We attended evening prayers on the Right Bank of the Ganges, initiated by three free-spirited little girls we'd met on the beach. Aged between 5 and 7, from Germany and Israel, they'd been in Rishikesh for six months and, judging by the smiles set on their faces, were having the time of their lives. Let loose onto a strip of sand they called their own, the Ganges was their playground. After much splashing about, they distributed popcorn indiscriminately to the dozen or so adults present, a motley crew of tourists, priests, pilgrims and homeless. When the priests began the aarti (worship by fire), the girls took active part in the intimate ceremony. Their childish freedom was a pleasure to watch.
Other Israeli "locals" engaged in ceremonies of their own as Rosh Hashanah dinners of all kinds and for all tastes popped up around town (there must have been some 500 Israelis in Rishikesh round this time). Local prices for apples and honey soared.

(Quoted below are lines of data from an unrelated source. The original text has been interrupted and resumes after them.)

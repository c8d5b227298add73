//! Produce request parsing (v0-v3).

use bytes::Bytes;
use nom::{
    IResult,
    number::complete::{be_i16, be_i32},
};
use nombytes::NomBytes;

use crate::parser::{
    bytes_to_string_opt, parse_array, parse_nullable_bytes, parse_nullable_string, parse_utf8,
};

/// Produce request data.
#[derive(Debug, Clone)]
pub struct ProduceRequestData {
    /// Only present from v3.
    pub transactional_id: Option<String>,
    pub acks: i16,
    pub timeout_ms: i32,
    pub topics: Vec<ProduceTopicData>,
}

#[derive(Debug, Clone)]
pub struct ProduceTopicData {
    pub name: String,
    pub partitions: Vec<ProducePartitionData>,
}

#[derive(Debug, Clone)]
pub struct ProducePartitionData {
    pub partition_index: i32,
    /// Raw record set; a null record set is read as empty.
    pub records: Bytes,
}

pub fn parse_produce_request(s: NomBytes, version: i16) -> IResult<NomBytes, ProduceRequestData> {
    let (s, transactional_id) = if version >= 3 {
        parse_nullable_string(s)?
    } else {
        (s, None)
    };
    let (s, acks) = be_i16(s)?;
    let (s, timeout_ms) = be_i32(s)?;
    let (s, topics) = parse_array(parse_produce_topic)(s)?;

    Ok((
        s,
        ProduceRequestData {
            transactional_id: bytes_to_string_opt(transactional_id)?,
            acks,
            timeout_ms,
            topics,
        },
    ))
}

fn parse_produce_topic(s: NomBytes) -> IResult<NomBytes, ProduceTopicData> {
    let (s, name) = parse_utf8(s)?;
    let (s, partitions) = parse_array(parse_produce_partition)(s)?;
    Ok((s, ProduceTopicData { name, partitions }))
}

fn parse_produce_partition(s: NomBytes) -> IResult<NomBytes, ProducePartitionData> {
    let (s, partition_index) = be_i32(s)?;
    let (s, records) = parse_nullable_bytes(s)?;

    Ok((
        s,
        ProducePartitionData {
            partition_index,
            records: records.unwrap_or_default(),
        },
    ))
}

#[cfg(test)]
mod tests {
    use super::*;
    use bytes::BufMut;

    fn body(version: i16, records: &[u8]) -> NomBytes {
        let mut buf = Vec::new();
        if version >= 3 {
            buf.put_i16(-1); // transactional_id = null
        }
        buf.put_i16(-1); // acks
        buf.put_i32(1500); // timeout
        buf.put_i32(1); // topics
        buf.put_i16(6);
        buf.put_slice(b"orders");
        buf.put_i32(1); // partitions
        buf.put_i32(2);
        buf.put_i32(records.len() as i32);
        buf.put_slice(records);
        NomBytes::new(Bytes::from(buf))
    }

    #[test]
    fn test_parse_v0_has_no_transactional_id() {
        let (rest, req) = parse_produce_request(body(0, b"abc"), 0).unwrap();
        assert!(rest.into_bytes().is_empty());
        assert_eq!(req.transactional_id, None);
        assert_eq!(req.acks, -1);
        assert_eq!(req.timeout_ms, 1500);
        assert_eq!(req.topics[0].name, "orders");
        assert_eq!(req.topics[0].partitions[0].partition_index, 2);
        assert_eq!(&req.topics[0].partitions[0].records[..], b"abc");
    }

    #[test]
    fn test_parse_v3_reads_transactional_id() {
        let (rest, req) = parse_produce_request(body(3, b"xyz"), 3).unwrap();
        assert!(rest.into_bytes().is_empty());
        assert_eq!(req.acks, -1);
        assert_eq!(&req.topics[0].partitions[0].records[..], b"xyz");
    }

    #[test]
    fn test_truncated_records_fail() {
        let mut buf = Vec::new();
        buf.put_i16(1);
        buf.put_i32(1000);
        buf.put_i32(1);
        buf.put_i16(1);
        buf.put_slice(b"t");
        buf.put_i32(1);
        buf.put_i32(0);
        buf.put_i32(100); // claims 100 bytes
        buf.put_slice(b"short");
        assert!(parse_produce_request(NomBytes::new(Bytes::from(buf)), 0).is_err());
    }
}
//! # Jockey
//! A clustered, replicated message broker speaking the Apache Kafka wire
//! protocol.
//!
//! Brokers discover each other through gossip, agree on cluster metadata
//! (brokers, topics, partition leaders and in-sync replica sets) through an
//! embedded raft group, store each partition as a segmented append-only log
//! on local disk and replicate it from the partition leader to its
//! followers. Any Kafka client that speaks the supported API versions can
//! produce to and fetch from it.
//!
//! ## Layers
//! - [`server`]: TCP listener, frame decoding and the [`Handler`](server::Handler)
//!   trait requests are dispatched to.
//! - [`cluster`]: the broker itself. [`cluster::Broker`] assembles membership,
//!   metadata, partition logs, replication and the
//!   [`ClusterHandler`](cluster::ClusterHandler).
//! - [`protocol`]: record batch framing, CRC checks and a minimal encoder and
//!   decoder for uncompressed v2 batches.
//!
//! ## Running a broker
//! ```rust,no_run
//! use jockey::cluster::{Broker, BrokerConfig, ServerConfig};
//!
//! #[tokio::main]
//! async fn main() -> Result<(), Box<dyn std::error::Error>> {
//!     let config = BrokerConfig {
//!         broker_id: 0,
//!         advertised_host: "127.0.0.1".to_string(),
//!         server: ServerConfig {
//!             listen_addr: "127.0.0.1:9092".to_string(),
//!             ..ServerConfig::default()
//!         },
//!         ..BrokerConfig::default()
//!     };
//!     let broker = Broker::start(config).await?;
//!     tokio::signal::ctrl_c().await?;
//!     broker.shutdown().await?;
//!     Ok(())
//! }
//! ```
//!
//! ## Resources
//! - [Kafka Protocol Spec](https://kafka.apache.org/protocol.html)
//! - [Raft](https://raft.github.io/)

#![forbid(unsafe_code)]

mod encode;
pub mod error;
mod parser;
pub mod protocol;
pub mod server;

pub mod cluster;
pub mod constants;
pub mod telemetry;

pub mod prelude {
    //! Common imports for embedding the broker or writing a custom
    //! [`Handler`](server::Handler).
    //!
    //! ```rust,no_run
    //! use jockey::prelude::*;
    //!
    //! struct NoTopics;
    //!
    //! impl server::Handler for NoTopics {}
    //!
    //! #[tokio::main]
    //! async fn main() {
    //!     let config = ServerConfig::default();
    //!     let server = server::KafkaServer::new(&config, NoTopics).await.unwrap();
    //!     server.run().await.unwrap();
    //! }
    //! ```
    pub use crate::cluster::{Broker, BrokerConfig, ClusterError, ClusterResult, ServerConfig};
    pub use crate::error::{Error, KafkaCode, Result};
    pub use crate::protocol::{
        CrcValidationResult, Record, decode_records, encode_record_batch, patch_base_offset,
        validate_batch_crc,
    };

    pub use bytes;

    pub mod server {
        //! Kafka-compatible server implementation.
        pub use crate::server::*;
    }
}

In our enclave on the Upper Bank, we congregated with the other "locals", befriending a cuddly couple from Haifa, Rona and Guy -- a graphic designer and fellow architect. Morning and evening chais were regularly had at a nearby garden café, where we were greeted with equal regularity by the young Nepali waiter's cynical yet welcoming "heeeeelllo... how are youuuuuuuuuuu.... I'm gooooooodd"...
Aware as we were that a few days in Rishikesh would not be remotely sufficient for any serious mediation or yoga training, we took matters lightly when our instructor at guided meditation told us to feel the frequency in our left toe (Elad started imagining colourful sine waves, Elvire fell asleep). Our travel-sore bodies were far more appreciative of early morning yoga (aka stretching). The young yoga teacher rode in on a shiny new Yamaha motorcycle, in blue jeans, leather jacket and slicked hair. The helmet came off; yoga clothes came on. The "new India": this yogi spoke as fast as an auction broker as he guided us through age old asanas...
In Rishikesh, temples unfurl into bridges and waterfalls flow into the Ganges. As for us, our playtime over, we veered right and followed another Ganges tributary, the Yamuna, downstream towards Delhi, India's big bad capital.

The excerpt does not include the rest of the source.